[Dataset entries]
-- Opening Marker --

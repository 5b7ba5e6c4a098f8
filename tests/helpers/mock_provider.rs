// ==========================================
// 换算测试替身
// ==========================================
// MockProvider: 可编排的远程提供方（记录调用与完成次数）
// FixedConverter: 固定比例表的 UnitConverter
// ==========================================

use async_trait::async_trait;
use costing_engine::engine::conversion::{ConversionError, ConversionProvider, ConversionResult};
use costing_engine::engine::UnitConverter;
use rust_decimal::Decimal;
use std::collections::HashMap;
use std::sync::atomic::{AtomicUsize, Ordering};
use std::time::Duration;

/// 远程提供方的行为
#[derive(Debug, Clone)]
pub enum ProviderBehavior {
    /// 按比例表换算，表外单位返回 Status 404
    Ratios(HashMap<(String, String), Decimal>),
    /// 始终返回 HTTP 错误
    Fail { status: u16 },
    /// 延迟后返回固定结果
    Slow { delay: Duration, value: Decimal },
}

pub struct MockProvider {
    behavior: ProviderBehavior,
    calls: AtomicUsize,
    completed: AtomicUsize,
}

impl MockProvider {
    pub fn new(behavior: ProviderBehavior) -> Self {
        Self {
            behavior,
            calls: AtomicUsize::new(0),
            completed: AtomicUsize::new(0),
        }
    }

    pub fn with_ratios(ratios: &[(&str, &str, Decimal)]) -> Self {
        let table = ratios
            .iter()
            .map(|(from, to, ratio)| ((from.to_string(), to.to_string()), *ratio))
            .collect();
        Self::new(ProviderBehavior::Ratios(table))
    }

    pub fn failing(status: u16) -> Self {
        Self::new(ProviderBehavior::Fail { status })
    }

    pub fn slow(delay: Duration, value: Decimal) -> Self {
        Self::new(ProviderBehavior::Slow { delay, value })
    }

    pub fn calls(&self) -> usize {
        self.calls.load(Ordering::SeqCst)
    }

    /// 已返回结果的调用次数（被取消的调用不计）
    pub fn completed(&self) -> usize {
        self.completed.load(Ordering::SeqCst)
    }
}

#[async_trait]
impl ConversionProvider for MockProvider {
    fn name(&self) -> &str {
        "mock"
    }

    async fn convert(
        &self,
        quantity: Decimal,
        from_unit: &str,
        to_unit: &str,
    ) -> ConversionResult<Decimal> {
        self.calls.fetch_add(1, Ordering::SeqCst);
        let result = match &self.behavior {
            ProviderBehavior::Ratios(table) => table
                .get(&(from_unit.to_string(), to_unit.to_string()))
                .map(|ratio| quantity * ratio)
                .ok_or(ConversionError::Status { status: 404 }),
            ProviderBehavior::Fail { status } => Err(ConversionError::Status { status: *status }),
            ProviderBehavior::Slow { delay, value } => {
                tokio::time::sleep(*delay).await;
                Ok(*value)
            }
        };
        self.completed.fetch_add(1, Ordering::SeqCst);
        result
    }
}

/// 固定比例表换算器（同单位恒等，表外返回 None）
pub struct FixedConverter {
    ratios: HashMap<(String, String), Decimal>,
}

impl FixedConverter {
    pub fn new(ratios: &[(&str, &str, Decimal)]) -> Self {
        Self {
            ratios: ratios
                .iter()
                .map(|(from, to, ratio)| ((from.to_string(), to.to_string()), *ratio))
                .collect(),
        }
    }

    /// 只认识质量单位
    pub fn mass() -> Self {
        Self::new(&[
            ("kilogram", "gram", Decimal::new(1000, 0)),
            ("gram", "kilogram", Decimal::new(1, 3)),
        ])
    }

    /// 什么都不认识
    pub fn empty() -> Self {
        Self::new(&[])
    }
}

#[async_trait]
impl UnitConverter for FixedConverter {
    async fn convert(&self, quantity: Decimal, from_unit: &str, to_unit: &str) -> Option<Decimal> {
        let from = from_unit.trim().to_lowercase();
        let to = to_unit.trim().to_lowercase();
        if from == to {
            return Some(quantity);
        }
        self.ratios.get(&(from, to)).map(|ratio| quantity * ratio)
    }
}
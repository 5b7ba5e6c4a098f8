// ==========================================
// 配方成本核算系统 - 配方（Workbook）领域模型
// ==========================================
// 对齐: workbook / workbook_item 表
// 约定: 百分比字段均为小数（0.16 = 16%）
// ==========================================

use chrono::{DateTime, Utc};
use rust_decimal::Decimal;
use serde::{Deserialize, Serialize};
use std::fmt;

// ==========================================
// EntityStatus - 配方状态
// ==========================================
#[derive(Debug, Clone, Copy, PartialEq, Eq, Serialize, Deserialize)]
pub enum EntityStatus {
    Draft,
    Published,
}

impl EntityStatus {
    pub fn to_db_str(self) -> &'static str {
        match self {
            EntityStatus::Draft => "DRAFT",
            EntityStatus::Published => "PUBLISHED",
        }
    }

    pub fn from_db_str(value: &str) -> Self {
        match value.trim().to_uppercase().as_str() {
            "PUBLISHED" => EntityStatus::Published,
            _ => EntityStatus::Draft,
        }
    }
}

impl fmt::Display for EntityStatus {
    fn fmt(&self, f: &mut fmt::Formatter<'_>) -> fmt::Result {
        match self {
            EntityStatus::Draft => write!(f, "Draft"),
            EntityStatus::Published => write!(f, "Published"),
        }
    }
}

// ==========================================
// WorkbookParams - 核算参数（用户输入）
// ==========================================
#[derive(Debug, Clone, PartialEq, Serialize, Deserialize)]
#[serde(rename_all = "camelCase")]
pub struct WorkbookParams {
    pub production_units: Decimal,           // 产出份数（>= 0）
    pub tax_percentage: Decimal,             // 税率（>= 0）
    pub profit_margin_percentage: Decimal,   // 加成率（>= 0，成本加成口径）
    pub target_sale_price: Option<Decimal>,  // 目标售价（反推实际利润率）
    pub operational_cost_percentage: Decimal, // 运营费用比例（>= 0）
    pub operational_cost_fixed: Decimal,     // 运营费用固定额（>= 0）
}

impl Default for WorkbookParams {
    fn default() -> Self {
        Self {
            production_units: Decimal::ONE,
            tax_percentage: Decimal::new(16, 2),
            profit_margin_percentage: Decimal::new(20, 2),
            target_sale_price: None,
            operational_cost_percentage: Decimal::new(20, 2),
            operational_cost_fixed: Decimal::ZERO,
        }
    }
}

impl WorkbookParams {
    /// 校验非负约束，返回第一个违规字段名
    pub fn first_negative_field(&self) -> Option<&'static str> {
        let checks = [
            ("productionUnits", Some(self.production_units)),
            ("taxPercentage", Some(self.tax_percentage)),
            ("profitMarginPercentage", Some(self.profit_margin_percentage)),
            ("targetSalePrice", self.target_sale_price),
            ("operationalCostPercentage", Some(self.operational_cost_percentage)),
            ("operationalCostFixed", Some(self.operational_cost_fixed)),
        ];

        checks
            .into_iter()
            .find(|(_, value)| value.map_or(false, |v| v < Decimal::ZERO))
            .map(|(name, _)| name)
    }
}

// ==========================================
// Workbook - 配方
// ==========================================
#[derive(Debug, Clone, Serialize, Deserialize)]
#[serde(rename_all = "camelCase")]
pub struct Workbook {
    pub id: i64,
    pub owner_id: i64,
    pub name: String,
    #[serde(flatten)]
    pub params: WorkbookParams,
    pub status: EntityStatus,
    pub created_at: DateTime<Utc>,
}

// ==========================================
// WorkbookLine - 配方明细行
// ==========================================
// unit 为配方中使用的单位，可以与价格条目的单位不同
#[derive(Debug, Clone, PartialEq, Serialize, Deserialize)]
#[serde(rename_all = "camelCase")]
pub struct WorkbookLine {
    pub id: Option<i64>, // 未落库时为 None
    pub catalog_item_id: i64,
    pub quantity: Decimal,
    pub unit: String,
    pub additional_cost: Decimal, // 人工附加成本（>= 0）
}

-- Closing Marker --

• _Action item_
Restate the whole of the data exactly.

• _Solution_
repository 5b7ba5e6c4a098f8
filename tests/helpers/mock_provider.rs
// ==========================================
// 换算测试替身
// ==========================================
// MockProvider: 可编排的远程提供方（记录调用与完成次数）
// FixedConverter: 固定比例表的 UnitConverter
// ==========================================

use async_trait::async_trait;
use costing_engine::engine::conversion::{ConversionError, ConversionProvider, ConversionResult};
use costing_engine::engine::UnitConverter;
use rust_decimal::Decimal;
use std::collections::HashMap;
use std::sync::atomic::{AtomicUsize, Ordering};
use std::time::Duration;

/// 远程提供方的行为
#[derive(Debug, Clone)]
pub enum ProviderBehavior {
    /// 按比例表换算，表外单位返回 Status 404
    Ratios(HashMap<(String, String), Decimal>),
    /// 始终返回 HTTP 错误
    Fail { status: u16 },
    /// 延迟后返回固定结果
    Slow { delay: Duration, value: Decimal },
}

pub struct MockProvider {
    behavior: ProviderBehavior,
    calls: AtomicUsize,
    completed: AtomicUsize,
}

impl MockProvider {
    pub fn new(behavior: ProviderBehavior) -> Self {
        Self {
            behavior,
            calls: AtomicUsize::new(0),
            completed: AtomicUsize::new(0),
        }
    }

    pub fn with_ratios(ratios: &[(&str, &str, Decimal)]) -> Self {
        let table = ratios
            .iter()
            .map(|(from, to, ratio)| ((from.to_string(), to.to_string()), *ratio))
            .collect();
        Self::new(ProviderBehavior::Ratios(table))
    }

    pub fn failing(status: u16) -> Self {
        Self::new(ProviderBehavior::Fail { status })
    }

    pub fn slow(delay: Duration, value: Decimal) -> Self {
        Self::new(ProviderBehavior::Slow { delay, value })
    }

    pub fn calls(&self) -> usize {
        self.calls.load(Ordering::SeqCst)
    }

    /// 已返回结果的调用次数（被取消的调用不计）
    pub fn completed(&self) -> usize {
        self.completed.load(Ordering::SeqCst)
    }
}

#[async_trait]
impl ConversionProvider for MockProvider {
    fn name(&self) -> &str {
        "mock"
    }

    async fn convert(
        &self,
        quantity: Decimal,
        from_unit: &str,
        to_unit: &str,
    ) -> ConversionResult<Decimal> {
        self.calls.fetch_add(1, Ordering::SeqCst);
        let result = match &self.behavior {
            ProviderBehavior::Ratios(table) => table
                .get(&(from_unit.to_string(), to_unit.to_string()))
                .map(|ratio| quantity * ratio)
                .ok_or(ConversionError::Status { status: 404 }),
            ProviderBehavior::Fail { status } => Err(ConversionError::Status { status: *status }),
            ProviderBehavior::Slow { delay, value } => {
                tokio::time::sleep(*delay).await;
                Ok(*value)
            }
        };
        self.completed.fetch_add(1, Ordering::SeqCst);
        result
    }
}

/// 固定比例表换算器（同单位恒等，表外返回 None）
pub struct FixedConverter {
    ratios: HashMap<(String, String), Decimal>,
}

impl FixedConverter {
    pub fn new(ratios: &[(&str, &str, Decimal)]) -> Self {
        Self {
            ratios: ratios
                .iter()
                .map(|(from, to, ratio)| ((from.to_string(), to.to_string()), *ratio))
                .collect(),
        }
    }

    /// 只认识质量单位
    pub fn mass() -> Self {
        Self::new(&[
            ("kilogram", "gram", Decimal::new(1000, 0)),
            ("gram", "kilogram", Decimal::new(1, 3)),
        ])
    }

    /// 什么都不认识
    pub fn empty() -> Self {
        Self::new(&[])
    }
}

#[async_trait]
impl UnitConverter for FixedConverter {
    async fn convert(&self, quantity: Decimal, from_unit: &str, to_unit: &str) -> Option<Decimal> {
        let from = from_unit.trim().to_lowercase();
        let to = to_unit.trim().to_lowercase();
        if from == to {
            return Some(quantity);
        }
        self.ratios.get(&(from, to)).map(|ratio| quantity * ratio)
    }
}
repository 5b7ba5e6c4a098f8
// ==========================================
// 配方成本核算系统 - 配方（Workbook）领域模型
// ==========================================
// 对齐: workbook / workbook_item 表
// 约定: 百分比字段均为小数（0.16 = 16%）
// ==========================================

use chrono::{DateTime, Utc};
use rust_decimal::Decimal;
use serde::{Deserialize, Serialize};
use std::fmt;

// ==========================================
// EntityStatus - 配方状态
// ==========================================
#[derive(Debug, Clone, Copy, PartialEq, Eq, Serialize, Deserialize)]
pub enum EntityStatus {
    Draft,
    Published,
}

impl EntityStatus {
    pub fn to_db_str(self) -> &'static str {
        match self {
            EntityStatus::Draft => "DRAFT",
            EntityStatus::Published => "PUBLISHED",
        }
    }

    pub fn from_db_str(value: &str) -> Self {
        match value.trim().to_uppercase().as_str() {
            "PUBLISHED" => EntityStatus::Published,
            _ => EntityStatus::Draft,
        }
    }
}

impl fmt::Display for EntityStatus {
    fn fmt(&self, f: &mut fmt::Formatter<'_>) -> fmt::Result {
        match self {
            EntityStatus::Draft => write!(f, "Draft"),
            EntityStatus::Published => write!(f, "Published"),
        }
    }
}

// ==========================================
// WorkbookParams - 核算参数（用户输入）
// ==========================================
#[derive(Debug, Clone, PartialEq, Serialize, Deserialize)]
#[serde(rename_all = "camelCase")]
pub struct WorkbookParams {
    pub production_units: Decimal,           // 产出份数（>= 0）
    pub tax_percentage: Decimal,             // 税率（>= 0）
    pub profit_margin_percentage: Decimal,   // 加成率（>= 0，成本加成口径）
    pub target_sale_price: Option<Decimal>,  // 目标售价（反推实际利润率）
    pub operational_cost_percentage: Decimal, // 运营费用比例（>= 0）
    pub operational_cost_fixed: Decimal,     // 运营费用固定额（>= 0）
}

impl Default for WorkbookParams {
    fn default() -> Self {
        Self {
            production_units: Decimal::ONE,
            tax_percentage: Decimal::new(16, 2),
            profit_margin_percentage: Decimal::new(20, 2),
            target_sale_price: None,
            operational_cost_percentage: Decimal::new(20, 2),
            operational_cost_fixed: Decimal::ZERO,
        }
    }
}

impl WorkbookParams {
    /// 校验非负约束，返回第一个违规字段名
    pub fn first_negative_field(&self) -> Option<&'static str> {
        let checks = [
            ("productionUnits", Some(self.production_units)),
            ("taxPercentage", Some(self.tax_percentage)),
            ("profitMarginPercentage", Some(self.profit_margin_percentage)),
            ("targetSalePrice", self.target_sale_price),
            ("operationalCostPercentage", Some(self.operational_cost_percentage)),
            ("operationalCostFixed", Some(self.operational_cost_fixed)),
        ];

        checks
            .into_iter()
            .find(|(_, value)| value.map_or(false, |v| v < Decimal::ZERO))
            .map(|(name, _)| name)
    }
}

// ==========================================
// Workbook - 配方
// ==========================================
#[derive(Debug, Clone, Serialize, Deserialize)]
#[serde(rename_all = "camelCase")]
pub struct Workbook {
    pub id: i64,
    pub owner_id: i64,
    pub name: String,
    #[serde(flatten)]
    pub params: WorkbookParams,
    pub status: EntityStatus,
    pub created_at: DateTime<Utc>,
}

// ==========================================
// WorkbookLine - 配方明细行
// ==========================================
// unit 为配方中使用的单位，可以与价格条目的单位不同
#[derive(Debug, Clone, PartialEq, Serialize, Deserialize)]
#[serde(rename_all = "camelCase")]
pub struct WorkbookLine {
    pub id: Option<i64>, // 未落库时为 None
    pub catalog_item_id: i64,
    pub quantity: Decimal,
    pub unit: String,
    pub additional_cost: Decimal, // 人工附加成本（>= 0）
}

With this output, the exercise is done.